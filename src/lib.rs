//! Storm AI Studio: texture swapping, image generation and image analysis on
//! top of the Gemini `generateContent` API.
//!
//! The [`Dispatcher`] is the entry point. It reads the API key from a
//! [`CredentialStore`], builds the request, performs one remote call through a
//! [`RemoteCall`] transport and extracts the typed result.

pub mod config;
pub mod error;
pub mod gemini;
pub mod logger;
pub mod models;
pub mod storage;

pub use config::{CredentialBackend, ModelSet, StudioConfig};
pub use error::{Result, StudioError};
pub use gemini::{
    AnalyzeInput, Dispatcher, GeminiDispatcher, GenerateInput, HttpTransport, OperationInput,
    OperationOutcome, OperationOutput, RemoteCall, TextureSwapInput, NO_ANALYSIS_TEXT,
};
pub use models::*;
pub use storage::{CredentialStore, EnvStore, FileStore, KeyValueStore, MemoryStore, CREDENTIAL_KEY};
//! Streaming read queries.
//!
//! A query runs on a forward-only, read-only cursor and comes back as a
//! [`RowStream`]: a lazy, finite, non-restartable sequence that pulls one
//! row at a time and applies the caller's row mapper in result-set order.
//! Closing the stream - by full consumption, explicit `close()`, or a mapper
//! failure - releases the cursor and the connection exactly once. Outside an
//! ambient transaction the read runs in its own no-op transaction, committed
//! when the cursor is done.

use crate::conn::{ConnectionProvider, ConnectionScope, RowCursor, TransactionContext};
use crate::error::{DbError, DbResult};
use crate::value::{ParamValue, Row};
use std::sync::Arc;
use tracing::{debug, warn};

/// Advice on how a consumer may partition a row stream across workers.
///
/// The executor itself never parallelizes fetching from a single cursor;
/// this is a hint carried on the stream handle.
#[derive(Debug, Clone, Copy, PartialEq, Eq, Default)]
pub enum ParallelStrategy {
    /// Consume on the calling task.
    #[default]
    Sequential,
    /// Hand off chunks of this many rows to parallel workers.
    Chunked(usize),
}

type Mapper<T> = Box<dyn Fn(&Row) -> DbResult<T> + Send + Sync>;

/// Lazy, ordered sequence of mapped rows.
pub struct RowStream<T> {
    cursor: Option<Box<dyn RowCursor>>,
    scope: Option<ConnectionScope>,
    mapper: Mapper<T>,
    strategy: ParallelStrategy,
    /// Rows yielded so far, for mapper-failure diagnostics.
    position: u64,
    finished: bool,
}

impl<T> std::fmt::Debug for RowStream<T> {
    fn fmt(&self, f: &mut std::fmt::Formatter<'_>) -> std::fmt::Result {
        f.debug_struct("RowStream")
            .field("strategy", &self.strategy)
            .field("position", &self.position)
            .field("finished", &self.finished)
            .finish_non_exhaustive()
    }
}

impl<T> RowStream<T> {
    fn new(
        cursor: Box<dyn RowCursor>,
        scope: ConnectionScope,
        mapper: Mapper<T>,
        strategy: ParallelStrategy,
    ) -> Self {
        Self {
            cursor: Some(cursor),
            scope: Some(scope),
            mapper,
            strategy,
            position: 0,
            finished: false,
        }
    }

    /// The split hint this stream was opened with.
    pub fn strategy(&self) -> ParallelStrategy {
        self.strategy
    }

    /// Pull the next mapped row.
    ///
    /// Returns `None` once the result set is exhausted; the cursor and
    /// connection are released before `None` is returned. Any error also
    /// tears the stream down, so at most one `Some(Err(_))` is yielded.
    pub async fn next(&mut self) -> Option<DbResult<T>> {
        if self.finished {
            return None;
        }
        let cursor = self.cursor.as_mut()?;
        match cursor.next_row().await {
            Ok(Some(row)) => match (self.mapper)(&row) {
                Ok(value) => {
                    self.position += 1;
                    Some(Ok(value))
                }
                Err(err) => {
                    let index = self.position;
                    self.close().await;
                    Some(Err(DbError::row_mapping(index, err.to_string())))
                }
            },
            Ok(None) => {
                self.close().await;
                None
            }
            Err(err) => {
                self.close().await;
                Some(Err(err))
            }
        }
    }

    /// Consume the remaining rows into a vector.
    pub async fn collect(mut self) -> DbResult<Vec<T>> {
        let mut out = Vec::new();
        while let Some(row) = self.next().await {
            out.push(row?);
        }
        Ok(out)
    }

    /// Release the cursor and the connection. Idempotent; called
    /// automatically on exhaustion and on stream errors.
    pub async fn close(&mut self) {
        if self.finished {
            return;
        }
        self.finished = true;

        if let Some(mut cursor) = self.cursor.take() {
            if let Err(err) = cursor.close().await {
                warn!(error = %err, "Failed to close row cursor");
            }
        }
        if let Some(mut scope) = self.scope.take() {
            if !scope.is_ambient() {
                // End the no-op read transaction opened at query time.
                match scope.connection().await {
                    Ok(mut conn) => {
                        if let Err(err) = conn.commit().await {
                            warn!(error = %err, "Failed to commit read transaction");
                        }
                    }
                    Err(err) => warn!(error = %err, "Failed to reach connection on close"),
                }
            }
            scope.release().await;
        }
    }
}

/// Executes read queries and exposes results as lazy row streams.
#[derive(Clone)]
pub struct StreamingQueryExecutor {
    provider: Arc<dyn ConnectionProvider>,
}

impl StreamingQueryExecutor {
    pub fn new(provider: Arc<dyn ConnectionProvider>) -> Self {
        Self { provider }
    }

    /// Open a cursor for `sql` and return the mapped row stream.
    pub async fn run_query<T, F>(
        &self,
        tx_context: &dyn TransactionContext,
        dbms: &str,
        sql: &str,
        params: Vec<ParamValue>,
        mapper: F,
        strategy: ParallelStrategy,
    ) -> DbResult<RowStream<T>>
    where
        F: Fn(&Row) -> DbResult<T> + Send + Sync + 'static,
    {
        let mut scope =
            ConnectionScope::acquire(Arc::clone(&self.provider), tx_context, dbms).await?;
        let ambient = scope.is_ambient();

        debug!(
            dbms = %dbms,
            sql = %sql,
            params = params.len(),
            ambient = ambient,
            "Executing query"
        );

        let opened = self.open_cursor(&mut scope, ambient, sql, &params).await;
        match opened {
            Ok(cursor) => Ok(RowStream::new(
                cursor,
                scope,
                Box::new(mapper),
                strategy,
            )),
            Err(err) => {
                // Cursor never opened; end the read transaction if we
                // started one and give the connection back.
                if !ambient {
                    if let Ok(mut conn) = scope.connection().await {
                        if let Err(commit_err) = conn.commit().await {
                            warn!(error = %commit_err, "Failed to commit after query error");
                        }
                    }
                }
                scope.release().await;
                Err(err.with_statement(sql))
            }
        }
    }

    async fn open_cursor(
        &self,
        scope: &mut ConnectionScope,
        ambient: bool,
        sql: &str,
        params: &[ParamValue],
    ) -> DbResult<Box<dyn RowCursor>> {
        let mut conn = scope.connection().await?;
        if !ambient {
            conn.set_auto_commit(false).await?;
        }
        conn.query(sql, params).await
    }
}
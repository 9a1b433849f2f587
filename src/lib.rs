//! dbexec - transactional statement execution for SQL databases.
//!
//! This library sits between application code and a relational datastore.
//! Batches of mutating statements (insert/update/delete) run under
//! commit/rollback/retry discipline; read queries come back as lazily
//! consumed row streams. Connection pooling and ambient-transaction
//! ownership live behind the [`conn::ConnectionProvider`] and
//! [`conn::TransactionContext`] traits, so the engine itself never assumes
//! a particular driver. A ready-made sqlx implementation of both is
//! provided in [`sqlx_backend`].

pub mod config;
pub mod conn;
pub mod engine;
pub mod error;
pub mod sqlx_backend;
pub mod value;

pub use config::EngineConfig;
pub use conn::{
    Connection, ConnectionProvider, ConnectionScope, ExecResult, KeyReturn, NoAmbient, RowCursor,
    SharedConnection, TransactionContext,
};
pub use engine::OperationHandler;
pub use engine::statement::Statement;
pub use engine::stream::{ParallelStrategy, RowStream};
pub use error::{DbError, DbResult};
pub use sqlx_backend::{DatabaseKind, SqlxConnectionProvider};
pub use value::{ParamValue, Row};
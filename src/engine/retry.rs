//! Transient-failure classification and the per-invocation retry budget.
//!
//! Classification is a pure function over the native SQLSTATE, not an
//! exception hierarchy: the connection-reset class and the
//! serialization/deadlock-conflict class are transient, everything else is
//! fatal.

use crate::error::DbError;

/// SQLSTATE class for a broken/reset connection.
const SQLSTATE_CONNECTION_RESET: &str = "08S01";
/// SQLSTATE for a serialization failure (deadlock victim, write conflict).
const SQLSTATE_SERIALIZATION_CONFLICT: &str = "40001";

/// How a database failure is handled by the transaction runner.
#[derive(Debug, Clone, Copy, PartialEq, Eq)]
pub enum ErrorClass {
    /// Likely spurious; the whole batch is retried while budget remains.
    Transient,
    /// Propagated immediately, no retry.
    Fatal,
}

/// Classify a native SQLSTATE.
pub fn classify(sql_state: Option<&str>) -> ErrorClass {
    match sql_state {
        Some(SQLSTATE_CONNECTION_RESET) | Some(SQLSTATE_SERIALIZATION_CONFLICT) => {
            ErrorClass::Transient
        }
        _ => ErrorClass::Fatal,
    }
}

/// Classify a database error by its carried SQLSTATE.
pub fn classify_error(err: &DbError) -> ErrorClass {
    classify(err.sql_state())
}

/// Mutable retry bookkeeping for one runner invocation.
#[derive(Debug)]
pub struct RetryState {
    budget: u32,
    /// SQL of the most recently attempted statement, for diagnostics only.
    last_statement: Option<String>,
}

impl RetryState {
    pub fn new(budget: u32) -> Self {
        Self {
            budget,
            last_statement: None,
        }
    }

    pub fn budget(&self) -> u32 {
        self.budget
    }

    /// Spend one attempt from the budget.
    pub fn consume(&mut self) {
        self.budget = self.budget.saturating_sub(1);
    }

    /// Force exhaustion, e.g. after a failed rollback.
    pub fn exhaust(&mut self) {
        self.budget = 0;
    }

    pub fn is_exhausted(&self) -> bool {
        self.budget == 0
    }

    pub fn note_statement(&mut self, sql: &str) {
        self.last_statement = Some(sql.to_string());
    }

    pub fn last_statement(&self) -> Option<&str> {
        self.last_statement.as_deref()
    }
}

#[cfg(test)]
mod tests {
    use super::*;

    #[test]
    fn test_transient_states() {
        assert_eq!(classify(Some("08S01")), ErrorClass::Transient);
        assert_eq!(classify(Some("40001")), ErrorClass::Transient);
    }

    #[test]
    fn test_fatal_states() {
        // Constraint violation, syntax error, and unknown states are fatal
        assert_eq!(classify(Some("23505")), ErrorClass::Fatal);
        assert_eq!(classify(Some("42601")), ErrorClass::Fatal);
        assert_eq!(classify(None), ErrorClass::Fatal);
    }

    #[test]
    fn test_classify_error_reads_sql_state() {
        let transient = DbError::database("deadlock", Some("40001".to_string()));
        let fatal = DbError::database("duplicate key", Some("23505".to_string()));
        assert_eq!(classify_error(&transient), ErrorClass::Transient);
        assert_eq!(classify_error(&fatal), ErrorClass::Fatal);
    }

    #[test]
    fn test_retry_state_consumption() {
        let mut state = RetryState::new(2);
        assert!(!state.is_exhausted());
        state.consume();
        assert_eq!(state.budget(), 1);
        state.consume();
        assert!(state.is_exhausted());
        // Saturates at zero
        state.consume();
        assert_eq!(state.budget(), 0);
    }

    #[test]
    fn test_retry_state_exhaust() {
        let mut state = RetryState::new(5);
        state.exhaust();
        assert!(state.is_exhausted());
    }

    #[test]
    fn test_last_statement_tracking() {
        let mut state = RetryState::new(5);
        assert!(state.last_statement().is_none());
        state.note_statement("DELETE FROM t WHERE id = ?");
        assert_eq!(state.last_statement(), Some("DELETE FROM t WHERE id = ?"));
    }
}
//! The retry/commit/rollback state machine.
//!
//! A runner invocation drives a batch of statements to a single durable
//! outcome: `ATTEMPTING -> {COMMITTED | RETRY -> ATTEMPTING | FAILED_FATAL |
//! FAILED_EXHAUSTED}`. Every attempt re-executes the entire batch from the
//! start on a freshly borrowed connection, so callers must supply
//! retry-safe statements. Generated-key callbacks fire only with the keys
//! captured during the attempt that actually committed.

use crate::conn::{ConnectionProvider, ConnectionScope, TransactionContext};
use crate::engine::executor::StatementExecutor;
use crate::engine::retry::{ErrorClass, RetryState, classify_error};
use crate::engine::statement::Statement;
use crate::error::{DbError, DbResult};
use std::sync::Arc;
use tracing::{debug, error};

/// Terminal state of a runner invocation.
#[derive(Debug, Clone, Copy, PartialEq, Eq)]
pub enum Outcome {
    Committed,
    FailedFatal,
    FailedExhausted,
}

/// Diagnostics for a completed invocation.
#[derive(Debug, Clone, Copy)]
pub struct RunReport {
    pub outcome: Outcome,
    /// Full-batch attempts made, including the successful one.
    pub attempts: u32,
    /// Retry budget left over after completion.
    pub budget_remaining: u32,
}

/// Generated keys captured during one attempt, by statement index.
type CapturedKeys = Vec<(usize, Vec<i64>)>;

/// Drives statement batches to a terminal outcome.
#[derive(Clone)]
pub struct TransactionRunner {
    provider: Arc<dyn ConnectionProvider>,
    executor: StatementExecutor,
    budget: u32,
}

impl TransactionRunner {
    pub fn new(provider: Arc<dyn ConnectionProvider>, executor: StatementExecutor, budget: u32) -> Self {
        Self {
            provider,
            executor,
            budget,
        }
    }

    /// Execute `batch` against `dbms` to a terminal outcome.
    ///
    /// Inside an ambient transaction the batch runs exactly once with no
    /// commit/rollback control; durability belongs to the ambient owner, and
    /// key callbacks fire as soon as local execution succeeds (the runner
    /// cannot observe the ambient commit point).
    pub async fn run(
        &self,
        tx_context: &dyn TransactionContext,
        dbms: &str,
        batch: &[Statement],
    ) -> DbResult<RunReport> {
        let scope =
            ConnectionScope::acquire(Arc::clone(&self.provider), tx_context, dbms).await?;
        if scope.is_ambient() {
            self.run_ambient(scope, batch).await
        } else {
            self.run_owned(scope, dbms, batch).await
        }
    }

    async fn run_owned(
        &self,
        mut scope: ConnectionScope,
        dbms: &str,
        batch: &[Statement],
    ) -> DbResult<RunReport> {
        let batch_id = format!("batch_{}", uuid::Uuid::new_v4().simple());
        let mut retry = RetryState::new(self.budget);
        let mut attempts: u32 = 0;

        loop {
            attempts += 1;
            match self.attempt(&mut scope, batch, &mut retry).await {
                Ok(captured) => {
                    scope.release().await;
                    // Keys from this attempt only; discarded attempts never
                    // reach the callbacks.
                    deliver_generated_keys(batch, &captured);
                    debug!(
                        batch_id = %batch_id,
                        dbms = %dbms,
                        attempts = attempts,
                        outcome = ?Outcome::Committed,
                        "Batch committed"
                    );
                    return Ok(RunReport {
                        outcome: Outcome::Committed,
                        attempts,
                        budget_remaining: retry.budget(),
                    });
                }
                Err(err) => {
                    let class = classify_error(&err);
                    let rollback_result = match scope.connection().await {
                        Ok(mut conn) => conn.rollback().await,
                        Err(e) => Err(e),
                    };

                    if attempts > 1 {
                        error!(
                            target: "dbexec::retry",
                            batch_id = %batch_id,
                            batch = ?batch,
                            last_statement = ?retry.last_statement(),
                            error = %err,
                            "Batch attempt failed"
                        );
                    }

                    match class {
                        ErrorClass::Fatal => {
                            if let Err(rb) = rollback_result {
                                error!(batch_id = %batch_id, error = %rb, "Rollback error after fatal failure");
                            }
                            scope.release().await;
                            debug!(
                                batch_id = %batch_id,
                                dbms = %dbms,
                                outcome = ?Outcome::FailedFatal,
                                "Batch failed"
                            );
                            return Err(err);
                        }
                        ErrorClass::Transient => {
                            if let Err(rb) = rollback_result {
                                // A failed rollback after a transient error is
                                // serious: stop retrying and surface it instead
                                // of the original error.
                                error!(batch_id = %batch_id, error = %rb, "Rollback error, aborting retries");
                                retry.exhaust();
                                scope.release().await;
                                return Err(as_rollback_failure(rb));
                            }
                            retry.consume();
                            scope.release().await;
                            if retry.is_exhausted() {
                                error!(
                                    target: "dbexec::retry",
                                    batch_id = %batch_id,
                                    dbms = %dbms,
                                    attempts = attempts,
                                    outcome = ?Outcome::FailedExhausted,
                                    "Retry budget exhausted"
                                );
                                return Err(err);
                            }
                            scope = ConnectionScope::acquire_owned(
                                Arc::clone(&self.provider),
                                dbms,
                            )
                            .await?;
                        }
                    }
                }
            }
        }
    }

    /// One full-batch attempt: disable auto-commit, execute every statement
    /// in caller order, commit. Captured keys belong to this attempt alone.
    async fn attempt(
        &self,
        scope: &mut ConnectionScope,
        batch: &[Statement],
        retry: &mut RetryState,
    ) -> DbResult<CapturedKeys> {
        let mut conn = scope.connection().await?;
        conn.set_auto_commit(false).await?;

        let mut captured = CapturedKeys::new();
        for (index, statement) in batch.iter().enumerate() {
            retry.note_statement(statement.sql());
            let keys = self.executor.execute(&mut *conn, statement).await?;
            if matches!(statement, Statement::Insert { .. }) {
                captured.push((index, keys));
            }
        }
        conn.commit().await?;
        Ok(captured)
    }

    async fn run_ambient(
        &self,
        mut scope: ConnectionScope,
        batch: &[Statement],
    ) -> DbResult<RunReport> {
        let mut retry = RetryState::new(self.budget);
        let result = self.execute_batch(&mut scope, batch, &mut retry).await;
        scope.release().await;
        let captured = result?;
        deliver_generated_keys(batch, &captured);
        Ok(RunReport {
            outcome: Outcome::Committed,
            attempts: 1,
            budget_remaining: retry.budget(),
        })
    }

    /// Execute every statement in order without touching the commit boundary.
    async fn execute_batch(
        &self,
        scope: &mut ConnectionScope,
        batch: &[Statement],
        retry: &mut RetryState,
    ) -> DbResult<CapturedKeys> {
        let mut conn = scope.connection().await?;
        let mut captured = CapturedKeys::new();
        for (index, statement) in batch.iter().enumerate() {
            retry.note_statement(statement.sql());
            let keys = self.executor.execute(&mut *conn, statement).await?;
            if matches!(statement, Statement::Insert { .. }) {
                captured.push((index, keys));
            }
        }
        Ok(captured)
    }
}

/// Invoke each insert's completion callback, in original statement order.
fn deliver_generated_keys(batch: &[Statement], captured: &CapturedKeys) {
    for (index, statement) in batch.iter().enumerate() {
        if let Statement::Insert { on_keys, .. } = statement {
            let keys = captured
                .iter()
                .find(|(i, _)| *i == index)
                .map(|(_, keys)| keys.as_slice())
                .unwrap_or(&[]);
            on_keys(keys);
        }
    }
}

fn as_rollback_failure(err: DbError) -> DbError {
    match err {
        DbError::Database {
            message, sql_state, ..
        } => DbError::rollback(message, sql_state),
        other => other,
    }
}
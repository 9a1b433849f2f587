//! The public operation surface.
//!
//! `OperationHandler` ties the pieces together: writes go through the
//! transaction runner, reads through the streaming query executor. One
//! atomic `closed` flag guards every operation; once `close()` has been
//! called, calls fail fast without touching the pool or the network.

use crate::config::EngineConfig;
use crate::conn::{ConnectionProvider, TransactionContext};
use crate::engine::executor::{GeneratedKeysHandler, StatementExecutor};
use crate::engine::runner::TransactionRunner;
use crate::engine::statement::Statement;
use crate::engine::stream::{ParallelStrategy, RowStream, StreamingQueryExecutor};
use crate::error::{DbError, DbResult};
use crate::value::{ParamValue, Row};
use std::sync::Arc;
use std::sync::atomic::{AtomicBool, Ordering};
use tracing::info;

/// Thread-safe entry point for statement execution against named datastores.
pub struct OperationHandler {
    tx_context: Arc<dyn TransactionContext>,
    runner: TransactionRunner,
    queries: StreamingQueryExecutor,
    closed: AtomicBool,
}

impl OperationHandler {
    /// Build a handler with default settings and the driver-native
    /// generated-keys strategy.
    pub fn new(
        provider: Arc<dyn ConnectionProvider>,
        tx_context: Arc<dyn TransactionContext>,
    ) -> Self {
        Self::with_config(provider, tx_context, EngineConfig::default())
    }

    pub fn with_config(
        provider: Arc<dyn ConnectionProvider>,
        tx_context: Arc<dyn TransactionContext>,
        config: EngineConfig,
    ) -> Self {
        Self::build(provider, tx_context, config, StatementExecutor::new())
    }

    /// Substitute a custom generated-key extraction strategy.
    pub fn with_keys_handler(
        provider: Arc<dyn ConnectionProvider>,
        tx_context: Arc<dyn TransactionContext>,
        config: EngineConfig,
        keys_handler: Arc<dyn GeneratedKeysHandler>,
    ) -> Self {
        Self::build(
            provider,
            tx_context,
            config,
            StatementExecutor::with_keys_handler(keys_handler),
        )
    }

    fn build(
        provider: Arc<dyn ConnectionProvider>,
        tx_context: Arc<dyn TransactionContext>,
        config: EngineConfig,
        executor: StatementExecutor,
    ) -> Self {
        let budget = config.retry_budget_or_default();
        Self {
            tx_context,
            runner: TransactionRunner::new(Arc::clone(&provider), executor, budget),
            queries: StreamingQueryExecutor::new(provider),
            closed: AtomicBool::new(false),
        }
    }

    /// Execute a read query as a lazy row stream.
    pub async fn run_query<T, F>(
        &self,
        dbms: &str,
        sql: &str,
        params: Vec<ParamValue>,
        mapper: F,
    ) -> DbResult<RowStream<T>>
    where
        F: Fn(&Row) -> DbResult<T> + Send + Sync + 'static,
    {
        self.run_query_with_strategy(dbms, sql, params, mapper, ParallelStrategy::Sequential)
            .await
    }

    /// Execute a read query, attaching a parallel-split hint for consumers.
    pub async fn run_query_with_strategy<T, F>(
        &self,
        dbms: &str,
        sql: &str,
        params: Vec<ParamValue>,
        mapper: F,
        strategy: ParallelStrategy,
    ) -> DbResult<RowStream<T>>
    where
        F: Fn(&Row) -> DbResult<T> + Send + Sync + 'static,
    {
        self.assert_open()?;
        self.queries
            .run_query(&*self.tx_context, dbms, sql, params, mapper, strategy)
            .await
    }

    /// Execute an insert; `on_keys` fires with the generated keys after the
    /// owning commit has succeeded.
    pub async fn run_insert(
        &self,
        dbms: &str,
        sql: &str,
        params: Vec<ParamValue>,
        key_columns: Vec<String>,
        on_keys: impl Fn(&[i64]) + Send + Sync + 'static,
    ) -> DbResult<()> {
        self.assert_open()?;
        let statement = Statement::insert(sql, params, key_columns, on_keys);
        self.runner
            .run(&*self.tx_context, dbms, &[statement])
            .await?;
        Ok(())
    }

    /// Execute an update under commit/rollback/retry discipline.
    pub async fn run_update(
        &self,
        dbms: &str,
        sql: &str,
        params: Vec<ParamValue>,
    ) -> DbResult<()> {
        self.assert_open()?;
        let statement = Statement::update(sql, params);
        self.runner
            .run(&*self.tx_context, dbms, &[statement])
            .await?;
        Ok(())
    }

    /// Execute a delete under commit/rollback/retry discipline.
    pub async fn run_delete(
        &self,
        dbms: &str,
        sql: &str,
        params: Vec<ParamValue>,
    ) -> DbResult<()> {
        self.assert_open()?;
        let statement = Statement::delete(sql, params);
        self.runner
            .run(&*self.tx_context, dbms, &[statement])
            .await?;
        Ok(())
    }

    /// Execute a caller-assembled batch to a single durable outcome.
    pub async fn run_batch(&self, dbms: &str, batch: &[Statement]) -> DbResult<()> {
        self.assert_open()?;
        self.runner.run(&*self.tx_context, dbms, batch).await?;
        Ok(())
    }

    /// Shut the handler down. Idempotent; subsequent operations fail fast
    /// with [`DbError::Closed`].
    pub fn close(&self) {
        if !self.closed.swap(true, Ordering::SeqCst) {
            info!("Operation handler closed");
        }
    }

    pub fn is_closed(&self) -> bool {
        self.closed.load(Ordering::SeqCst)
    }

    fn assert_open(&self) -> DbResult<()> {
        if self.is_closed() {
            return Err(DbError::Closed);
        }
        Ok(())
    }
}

------------------------------------------------------------------------

§ **PROBLEM REQUIREMENTS**: Only certain lines are wanted. Please return exactly those from the top of the data through the line with "of mapped rows.".

§ **SOLUTION FOR THIS EXERCISE**:
filename src/lib.rs
//! Storm AI Studio: texture swapping, image generation and image analysis on
//! top of the Gemini `generateContent` API.
//!
//! The [`Dispatcher`] is the entry point. It reads the API key from a
//! [`CredentialStore`], builds the request, performs one remote call through a
//! [`RemoteCall`] transport and extracts the typed result.

pub mod config;
pub mod error;
pub mod gemini;
pub mod logger;
pub mod models;
pub mod storage;

pub use config::{CredentialBackend, ModelSet, StudioConfig};
pub use error::{Result, StudioError};
pub use gemini::{
    AnalyzeInput, Dispatcher, GeminiDispatcher, GenerateInput, HttpTransport, OperationInput,
    OperationOutcome, OperationOutput, RemoteCall, TextureSwapInput, NO_ANALYSIS_TEXT,
};
pub use models::*;
pub use storage::{CredentialStore, EnvStore, FileStore, KeyValueStore, MemoryStore, CREDENTIAL_KEY};
//! Streaming read queries.
//!
//! A query runs on a forward-only, read-only cursor and comes back as a
//! [`RowStream`]: a lazy, finite, non-restartable sequence that pulls one
//! row at a time and applies the caller's row mapper in result-set order.
//! Closing the stream - by full consumption, explicit `close()`, or a mapper
//! failure - releases the cursor and the connection exactly once. Outside an
//! ambient transaction the read runs in its own no-op transaction, committed
//! when the cursor is done.

use crate::conn::{ConnectionProvider, ConnectionScope, RowCursor, TransactionContext};
use crate::error::{DbError, DbResult};
use crate::value::{ParamValue, Row};
use std::sync::Arc;
use tracing::{debug, warn};

/// Advice on how a consumer may partition a row stream across workers.
///
/// The executor itself never parallelizes fetching from a single cursor;
/// this is a hint carried on the stream handle.
#[derive(Debug, Clone, Copy, PartialEq, Eq, Default)]
pub enum ParallelStrategy {
    /// Consume on the calling task.
    #[default]
    Sequential,
    /// Hand off chunks of this many rows to parallel workers.
    Chunked(usize),
}

type Mapper<T> = Box<dyn Fn(&Row) -> DbResult<T> + Send + Sync>;

/// Lazy, ordered sequence of mapped rows.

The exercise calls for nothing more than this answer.